The first step is really planning that accident, whether it's going to be staging a suicide, like someone I spoke to for the book, Sam Israel, who was a hedge fund manager. And he had lost half a billion dollars of investor money and he staged his suicide off the Bear Mountain Bridge. He staged a jump and actually caught himself in construction nets that were hanging beneath the bridge and managed to scramble to the other side of the embankment to freedom in an RV, where he lived for several weeks.

You really have to be able to cut all ties, never look back, to leave behind all the parts, good and bad, of who you are. And that is a very tall order, and I think for most people nearly impossible.

The second [step] is to have a place to go, a place to hide, enough cash on hand to sustain yourself without having to rely on credit cards or other methods that might indicate where you are.

And the third thing is really just being able to cut off all ties and communication with friends. Marcus Schrenker, who was a money manager from Indianapolis, he staged a plane crash and he had actually emailed a friend two days before detailing his plan. So he was only presumed dead for, I think, up to 48 hours. So [keep] your lips sealed. ...

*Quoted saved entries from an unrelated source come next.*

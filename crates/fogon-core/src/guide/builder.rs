//! Builder for creating and configuring Guide instances.

use std::path::{Path, PathBuf};

use tokio::task;

use super::Guide;
use crate::error::{GuideError, Result};
use crate::store::Database;

/// Builder for creating and configuring Guide instances.
#[derive(Debug, Clone)]
pub struct GuideBuilder {
    database_path: Option<PathBuf>,
}

impl GuideBuilder {
    /// Creates a new builder with default settings.
    pub fn new() -> Self {
        Self {
            database_path: None,
        }
    }

    /// Sets a custom database file path.
    ///
    /// If not specified, uses XDG Base Directory specification:
    /// `$XDG_DATA_HOME/fogon/fogon.db` or `~/.local/share/fogon/fogon.db`
    pub fn with_database_path<P: AsRef<Path>>(mut self, path: Option<P>) -> Self {
        if let Some(path) = path {
            self.database_path = Some(path.as_ref().to_path_buf());
        }
        self
    }

    /// Builds the configured guide instance.
    ///
    /// # Errors
    ///
    /// Returns `GuideError::FileSystem` if the database path is invalid
    /// Returns `GuideError::Database` if database initialization fails
    pub async fn build(self) -> Result<Guide> {
        let db_path = if let Some(path) = self.database_path {
            path
        } else {
            Self::default_database_path()?
        };

        if let Some(parent) = db_path.parent() {
            std::fs::create_dir_all(parent).map_err(|e| GuideError::FileSystem {
                path: parent.to_path_buf(),
                source: e,
            })?;
        }

        let db_path_clone = db_path.clone();
        task::spawn_blocking(move || {
            let _db = Database::new(&db_path_clone)?;
            Ok::<(), GuideError>(())
        })
        .await
        .map_err(|e| GuideError::Configuration {
            message: format!("Task join error: {e}"),
        })??;

        Ok(Guide::new(db_path))
    }

    /// Returns the default database path following XDG Base Directory
    /// specification.
    fn default_database_path() -> Result<PathBuf> {
        xdg::BaseDirectories::with_prefix("fogon")
            .place_data_file("fogon.db")
            .map_err(|e| GuideError::XdgDirectory(e.to_string()))
    }
}

impl Default for GuideBuilder {
    fn default() -> Self {
        Self::new()
    }
}
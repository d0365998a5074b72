//! Error types for the cooking guide library.

use std::path::PathBuf;

use thiserror::Error;

/// Comprehensive error type for all guide operations.
///
/// The progression engine itself is infallible: navigation and the
/// derivation pipeline absorb boundary and malformed-input cases by
/// clamping and defaulting. Errors are reserved for the edges: storage,
/// recipe lookup, and content import.
#[derive(Error, Debug)]
pub enum GuideError {
    /// Database connection or query errors
    #[error("Database error: {message}")]
    Database {
        message: String,
        #[source]
        source: rusqlite::Error,
    },
    /// Recipe not found for the given identifier
    #[error("Recipe '{id}' not found")]
    RecipeNotFound { id: String },
    /// Imported recipe content is unusable even after coercion
    #[error("Recipe content is unusable: {reason}")]
    UnusableContent { reason: String },
    /// File system operation errors
    #[error("File system error at path '{path}': {source}")]
    FileSystem {
        path: PathBuf,
        source: std::io::Error,
    },
    /// XDG directory specification errors
    #[error("XDG directory error: {0}")]
    XdgDirectory(String),
    /// Invalid input validation errors
    #[error("Invalid input for field '{field}': {reason}")]
    InvalidInput { field: String, reason: String },
    /// Serialization/deserialization errors
    #[error("Serialization error: {source}")]
    Serialization {
        #[from]
        source: serde_json::Error,
    },
    /// Configuration errors
    #[error("Configuration error: {message}")]
    Configuration { message: String },
}

impl GuideError {
    /// Creates a new database error with additional context.
    pub fn database_error(message: &str, source: rusqlite::Error) -> Self {
        Self::Database {
            message: message.to_string(),
            source,
        }
    }
}

/// Specialized extension trait for database-related Results.
pub trait DatabaseResultExt<T> {
    /// Map database errors with a message.
    fn db_context(self, message: &str) -> Result<T>;
}

impl<T> DatabaseResultExt<T> for std::result::Result<T, rusqlite::Error> {
    fn db_context(self, message: &str) -> Result<T> {
        self.map_err(|e| GuideError::database_error(message, e))
    }
}

/// Result type alias for guide operations
pub type Result<T> = std::result::Result<T, GuideError>;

You really have to be able to cut all ties, never look back, to leave behind all the parts, good and bad, of who you are. And that is a very tall order, and I think for most people nearly impossible.

On who might come looking for you after you've faked your death

It depends why you're faking your death. So if you, for example, have just absconded with millions of dollars of your investors' money and you have the Securities and Exchange Commission hot on your tail, they might be looking for you. If you're committing life insurance fraud over a certain dollar threshold and, you know, you can't produce a body straight away, then there are investigators who the insurance companies will send out to prove that you are not in fact dead. So it really depends on what your motives are and then what ancillary crimes you've attempted.

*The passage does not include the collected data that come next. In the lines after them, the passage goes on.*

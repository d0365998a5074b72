//! Defensive normalization of generated recipe content.
//!
//! Recipe JSON produced by an AI generation path is untrusted: arrays
//! may be missing, timer values may be prose, fire levels may be
//! invented. Everything here coerces instead of failing; the only error
//! is content that stays unusable after coercion (no ingredients or no
//! steps), which surfaces as a generation failure rather than a crash.

use serde_json::Value;

use crate::derive::inject_level_transitions;
use crate::error::{GuideError, Result};
use crate::models::{
    Equipment, FireLevel, Ingredient, PortionLabels, PortionValues, Recipe, RecipeContent,
    RecipeStep, SubStep, SubStepValues, CONTINUE_SENTINEL,
};
use crate::text::{normalize_text, parse_timer_seconds, recipe_slug};

/// Fallback duration when a timer sub-step carries no parseable number.
const TIMER_FALLBACK_SECS: u32 = 60;

/// A normalized generated recipe, ready to join the catalog.
#[derive(Debug, Clone, PartialEq, serde::Serialize, serde::Deserialize)]
pub struct ImportedRecipe {
    pub recipe: Recipe,
    pub content: RecipeContent,
}

/// Coerces arbitrary generated JSON into the recipe content schema.
pub fn normalize_generated(value: &Value) -> Result<ImportedRecipe> {
    let name = str_field(value, "name").unwrap_or_else(|| "Receta personalizada".to_string());
    let description = str_field(value, "description");
    let equipment = detect_equipment(value, &name, description.as_deref());

    let ingredients = normalize_ingredients(value.get("ingredients"));
    if ingredients.is_empty() {
        return Err(GuideError::UnusableContent {
            reason: "no usable ingredients".to_string(),
        });
    }

    let mut steps = normalize_steps(value.get("steps"));
    steps = reorder_prep_before_heat(steps);
    steps = inject_level_transitions(steps, equipment);
    for step in &mut steps {
        inject_flip_reminders(step);
        equalize_second_side_timer(step);
    }
    steps.retain(|step| !step.step_name.trim().is_empty() && !step.sub_steps.is_empty());
    for (index, step) in steps.iter_mut().enumerate() {
        step.step_number = index as u32 + 1;
    }
    if steps.is_empty() {
        return Err(GuideError::UnusableContent {
            reason: "no usable steps".to_string(),
        });
    }

    let step_count = steps.len();
    let recipe = Recipe {
        id: recipe_slug(&name),
        name: name.clone(),
        icon: str_field(value, "icon")
            .filter(|icon| !icon.trim().is_empty())
            .unwrap_or_else(|| default_icon(equipment).to_string()),
        ingredient: str_field(value, "ingredient")
            .filter(|label| !label.trim().is_empty())
            .unwrap_or_else(|| "porciones".to_string()),
        description: description
            .filter(|text| !text.trim().is_empty())
            .unwrap_or_else(|| format!("{step_count} pasos")),
        equipment,
        unit_flow: false,
    };

    let content = RecipeContent {
        ingredients,
        steps,
        tip: str_field(value, "tip")
            .filter(|tip| !tip.trim().is_empty())
            .unwrap_or_else(|| default_tip(equipment).to_string()),
        portion_labels: normalize_labels(value.get("portionLabels")),
    };

    Ok(ImportedRecipe { recipe, content })
}

fn str_field(value: &Value, key: &str) -> Option<String> {
    value
        .get(key)
        .and_then(Value::as_str)
        .map(|s| s.trim().to_string())
}

fn detect_equipment(value: &Value, name: &str, description: Option<&str>) -> Equipment {
    if let Some(explicit) = str_field(value, "equipment").and_then(|s| s.parse().ok()) {
        return explicit;
    }
    let context = normalize_text(&format!("{name} {}", description.unwrap_or("")));
    if context.contains("airfryer") || context.contains("freidora de aire") {
        Equipment::Airfryer
    } else if context.contains("horno") {
        Equipment::Oven
    } else {
        Equipment::Stove
    }
}

fn default_icon(equipment: Equipment) -> &'static str {
    match equipment {
        Equipment::Airfryer => "🧺",
        Equipment::Oven => "🔥",
        Equipment::Stove => "🍽️",
    }
}

fn default_tip(equipment: Equipment) -> &'static str {
    match equipment {
        Equipment::Airfryer => "Precalienta la freidora si es necesario.",
        _ => "Ten todos los ingredientes listos antes de empezar.",
    }
}

fn normalize_labels(value: Option<&Value>) -> PortionLabels {
    let singular = value
        .and_then(|v| v.get("singular"))
        .and_then(Value::as_str)
        .filter(|s| !s.trim().is_empty())
        .unwrap_or("porción");
    let plural = value
        .and_then(|v| v.get("plural"))
        .and_then(Value::as_str)
        .filter(|s| !s.trim().is_empty())
        .unwrap_or("porciones");
    PortionLabels::new(singular, plural)
}

/// Ingredients missing a name or a portions object are dropped; the
/// rest get regional renaming, portion text coercion, and an
/// `indispensable` default from position and the seasoning denylist.
fn normalize_ingredients(value: Option<&Value>) -> Vec<Ingredient> {
    let Some(items) = value.and_then(Value::as_array) else {
        return Vec::new();
    };

    items
        .iter()
        .filter_map(|item| {
            let name = item.get("name")?.as_str()?.trim();
            if name.is_empty() || item.get("portions").is_none() {
                return None;
            }
            Some((name.to_string(), item))
        })
        .enumerate()
        .map(|(index, (name, item))| {
            let name = regional_ingredient_name(&name);
            let indispensable = item
                .get("indispensable")
                .and_then(Value::as_bool)
                .unwrap_or_else(|| index == 0 || !is_likely_dispensable(&name));
            Ingredient {
                emoji: str_field(item, "emoji").unwrap_or_else(|| "🍽️".to_string()),
                indispensable,
                portions: portion_texts(item.get("portions")),
                name,
            }
        })
        .collect()
}

/// Maps common English produce names to their local Spanish names.
pub fn regional_ingredient_name(name: &str) -> String {
    let value = normalize_text(name);
    if value.contains("bell pepper") || value.contains("pimiento morron") {
        "Pimiento".to_string()
    } else if value.contains("green onion")
        || value.contains("spring onion")
        || value.contains("scallion")
    {
        "Cebolla china".to_string()
    } else if value.contains("cilantro") {
        "Culantro".to_string()
    } else if value.contains("sweet potato") {
        "Camote".to_string()
    } else if value.contains("green peas") {
        "Arvejas".to_string()
    } else if value.contains("potato") {
        "Papa".to_string()
    } else if value.contains("corn") {
        "Choclo".to_string()
    } else {
        name.to_string()
    }
}

/// Seasoning-like names default to dispensable.
pub fn is_likely_dispensable(name: &str) -> bool {
    let normalized = normalize_text(name);
    [
        "sal",
        "pimienta",
        "oregano",
        "perejil",
        "cilantro",
        "romero",
        "tomillo",
        "especia",
        "condimento",
        "aderezo",
        "salsa",
    ]
    .iter()
    .any(|hint| normalized.contains(hint))
}

fn portion_text(value: Option<&Value>) -> String {
    match value {
        Some(Value::String(text)) if !text.trim().is_empty() => text.trim().to_string(),
        Some(Value::Number(number)) => number.to_string(),
        _ => CONTINUE_SENTINEL.to_string(),
    }
}

fn portion_texts(portions: Option<&Value>) -> PortionValues<String> {
    PortionValues::new(
        portion_text(portions.and_then(|p| p.get("1"))),
        portion_text(portions.and_then(|p| p.get("2"))),
        portion_text(portions.and_then(|p| p.get("4"))),
    )
}

fn normalize_steps(value: Option<&Value>) -> Vec<RecipeStep> {
    let Some(items) = value.and_then(Value::as_array) else {
        return Vec::new();
    };

    items
        .iter()
        .filter_map(|item| {
            let name = item.get("stepName")?.as_str()?.trim();
            if name.is_empty() {
                return None;
            }
            let sub_steps: Vec<SubStep> = item
                .get("subSteps")
                .and_then(Value::as_array)
                .map(|subs| subs.iter().filter_map(normalize_sub_step).collect())
                .unwrap_or_default();
            if sub_steps.is_empty() {
                return None;
            }

            let fire_level = item
                .get("fireLevel")
                .and_then(Value::as_str)
                .and_then(|s| s.parse().ok())
                .unwrap_or(FireLevel::Medium);
            let mut step = RecipeStep::new(0, name, fire_level).with_sub_steps(sub_steps);
            step.temperature = item
                .get("temperature")
                .and_then(Value::as_f64)
                .filter(|t| t.is_finite() && *t > 0.0)
                .map(|t| t.round() as u32);
            step.equipment = item
                .get("equipment")
                .and_then(Value::as_str)
                .and_then(|s| s.parse().ok());
            Some(step)
        })
        .collect()
}

fn timer_value(portions: Option<&Value>, key: &str) -> Option<u32> {
    match portions?.get(key)? {
        Value::Number(number) => {
            let seconds = number.as_f64()?;
            (seconds.is_finite() && seconds > 0.0).then(|| seconds.round() as u32)
        }
        Value::String(text) => parse_timer_seconds(text),
        _ => None,
    }
}

fn normalize_sub_step(item: &Value) -> Option<SubStep> {
    let name = item.get("subStepName")?.as_str()?.trim();
    if name.is_empty() || item.get("portions").is_none() {
        return None;
    }
    let notes = str_field(item, "notes").unwrap_or_default();
    let portions = item.get("portions");

    let values = if item.get("isTimer").and_then(Value::as_bool).unwrap_or(false) {
        let one = timer_value(portions, "1");
        let two = timer_value(portions, "2");
        let four = timer_value(portions, "4");
        let fallback = one.or(two).or(four).unwrap_or(TIMER_FALLBACK_SECS);
        SubStepValues::Timer(PortionValues::new(
            one.unwrap_or(fallback),
            two.unwrap_or(fallback),
            four.unwrap_or(fallback),
        ))
    } else {
        SubStepValues::Text(portion_texts(portions))
    };

    Some(SubStep {
        name: name.to_string(),
        notes,
        values,
    })
}

fn is_prep_sub_step(sub: &SubStep) -> bool {
    if sub.is_timer() {
        return false;
    }
    let text = normalize_text(&sub.combined_text());
    [
        "pelar",
        "cortar",
        "picar",
        "lavar",
        "enjuagar",
        "trocear",
        "desinfectar",
        "secar",
    ]
    .iter()
    .any(|kw| text.contains(kw))
}

fn is_heat_sub_step(sub: &SubStep) -> bool {
    let text = normalize_text(&sub.combined_text());
    [
        "precalent",
        "calentar",
        "aceite",
        "sarten",
        "olla",
        "hervir",
        "sofreir",
        "freir",
        "dorar",
    ]
    .iter()
    .any(|kw| text.contains(kw))
}

/// Generated recipes sometimes interleave knife work with cooking.
/// Prep sub-steps found at or after the first heat step migrate to the
/// front, either into the existing first step or a fresh leading one.
fn reorder_prep_before_heat(steps: Vec<RecipeStep>) -> Vec<RecipeStep> {
    let Some(first_heat) = steps
        .iter()
        .position(|step| step.sub_steps.iter().any(is_heat_sub_step))
    else {
        return steps;
    };

    let mut steps = steps;
    let mut moved_prep = Vec::new();
    for step in steps.iter_mut().skip(first_heat) {
        let (prep, keep): (Vec<SubStep>, Vec<SubStep>) =
            step.sub_steps.drain(..).partition(|sub| is_prep_sub_step(sub));
        moved_prep.extend(prep);
        step.sub_steps = keep;
    }

    if moved_prep.is_empty() {
        return steps;
    }

    let first_step_has_heat = steps
        .first()
        .is_some_and(|step| step.sub_steps.iter().any(is_heat_sub_step));
    if first_step_has_heat {
        let prep_step = RecipeStep::new(1, "Preparación previa", FireLevel::Low)
            .with_sub_steps(moved_prep);
        steps.insert(0, prep_step);
    } else if let Some(first) = steps.first_mut() {
        moved_prep.append(&mut first.sub_steps);
        first.sub_steps = moved_prep;
    }

    steps.retain(|step| !step.sub_steps.is_empty());
    steps
}

fn is_first_side_timer(sub: &SubStep) -> bool {
    let text = normalize_text(&sub.combined_text());
    sub.is_timer()
        && (text.contains("primer lado")
            || text.contains("primera cara")
            || text.contains("primer tramo"))
}

fn is_second_side_timer(sub: &SubStep) -> bool {
    let text = normalize_text(&sub.combined_text());
    sub.is_timer()
        && (text.contains("segundo lado")
            || text.contains("segunda cara")
            || text.contains("segundo tramo"))
}

/// Inserts a flip reminder between consecutive first-side/second-side
/// timer pairs so the user gets an explicit action between the two
/// stretches. Pairs that already have a reminder are left alone.
fn inject_flip_reminders(step: &mut RecipeStep) {
    let mut index = 0;
    while index + 1 < step.sub_steps.len() {
        let pair = is_first_side_timer(&step.sub_steps[index])
            && is_second_side_timer(&step.sub_steps[index + 1]);
        if pair {
            let next_text = normalize_text(&step.sub_steps[index + 1].combined_text());
            if !next_text.contains("recordatorio") {
                step.sub_steps.insert(
                    index + 1,
                    SubStep::action(
                        "Recordatorio: mover o voltear",
                        "Haz el giro o movimiento antes de iniciar el siguiente tramo.",
                    ),
                );
                index += 1;
            }
        }
        index += 1;
    }
}

/// Both sides of a flip cook for the same time; the second-side timer
/// copies the first so a generated asymmetry does not confuse the cook.
fn equalize_second_side_timer(step: &mut RecipeStep) {
    let first = step.sub_steps.iter().position(is_first_side_timer);
    let second = step.sub_steps.iter().position(is_second_side_timer);
    if let (Some(first), Some(second)) = (first, second) {
        if second > first {
            if let SubStepValues::Timer(values) = step.sub_steps[first].values.clone() {
                step.sub_steps[second].values = SubStepValues::Timer(values);
            }
        }
    }
}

On acquiring her own death certificate in the Philippines

I'd heard about the Philippines all through my research. I'd heard that there are black market morgues where unidentified people are brought in and kept on ice and then death fraudsters will go to the morgues and buy these bodies very cheaply, have them cremated immediately and then try to pass off the cremains as their own. So I was very excited to visit the Philippines.

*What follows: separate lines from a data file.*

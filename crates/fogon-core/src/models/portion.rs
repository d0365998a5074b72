//! The discrete portion bucket.

use std::fmt;
use std::str::FromStr;

use serde::{Deserialize, Serialize};

/// Discrete serving-size key used to look up ingredient quantities and
/// base timer values. All quantity scaling resolves to one of these
/// three buckets; finer-grained adjustment happens through the
/// continuous timer scale factor instead.
#[derive(Debug, Clone, Copy, Serialize, Deserialize, PartialEq, Eq, Hash, Default)]
#[serde(into = "u8", try_from = "u8")]
pub enum Portion {
    One,
    #[default]
    Two,
    Four,
}

impl Portion {
    /// Maps a raw unit/people count to its bucket: 1 -> One, 2-3 -> Two,
    /// 4+ -> Four. Zero is treated as a single portion.
    pub fn from_count(count: u32) -> Self {
        if count <= 1 {
            Portion::One
        } else if count <= 3 {
            Portion::Two
        } else {
            Portion::Four
        }
    }

    /// Numeric value of the bucket.
    pub fn as_u8(self) -> u8 {
        match self {
            Portion::One => 1,
            Portion::Two => 2,
            Portion::Four => 4,
        }
    }
}

impl From<Portion> for u8 {
    fn from(portion: Portion) -> Self {
        portion.as_u8()
    }
}

impl TryFrom<u8> for Portion {
    type Error = String;

    fn try_from(value: u8) -> Result<Self, Self::Error> {
        match value {
            1 => Ok(Portion::One),
            2 => Ok(Portion::Two),
            4 => Ok(Portion::Four),
            other => Err(format!("Invalid portion bucket: {other}")),
        }
    }
}

impl FromStr for Portion {
    type Err = String;

    fn from_str(s: &str) -> Result<Self, Self::Err> {
        let value: u8 = s
            .trim()
            .parse()
            .map_err(|_| format!("Invalid portion bucket: {s}"))?;
        Portion::try_from(value)
    }
}

impl fmt::Display for Portion {
    fn fmt(&self, f: &mut fmt::Formatter<'_>) -> fmt::Result {
        write!(f, "{}", self.as_u8())
    }
}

While I was there, I was able to acquire my own death certificate and accident report detailing my fatal car crash. And the whole way leading up to that moment I wasn't that nervous. And then when I actually opened up that manila envelope and held this very clinical government document in my hands that said I'd died on arrival at this hospital on this date, it was very, very chilling. And it really all kind of became very real. In a way, it had just been theoretical up until then.

On why pseudocide isn't victimless

For me, it was really when I met family members who had been involved in a parent's or loved one's pseudocide where that message of the darkness of this plan really hit home to me. ...

I spoke to a woman who had been under the impression for her entire life that her father had died when she was a toddler. She never really knew him. One of the only artifacts she had of his life was this photograph of a Corvette that he was known for. And a friend of hers was over for dinner and asked about it, and she said, "Don't you ever think about your dad?" And something kind of sparked an interest in her that night and she went and Googled her father's name plus "Corvette" and lo and behold an interview on a website dedicated to [Andy] Warhol stars — which he had been a very minor one in a film called San Diego Surf — appeared. And this interview was dated [2007]. She couldn't believe it, and just a few months later she found his very real obituary that had come out — that he had passed away in very recent history.

So, just that deceit, just having to revise your entire biography and everything you knew of yourself, that was very troubling to see.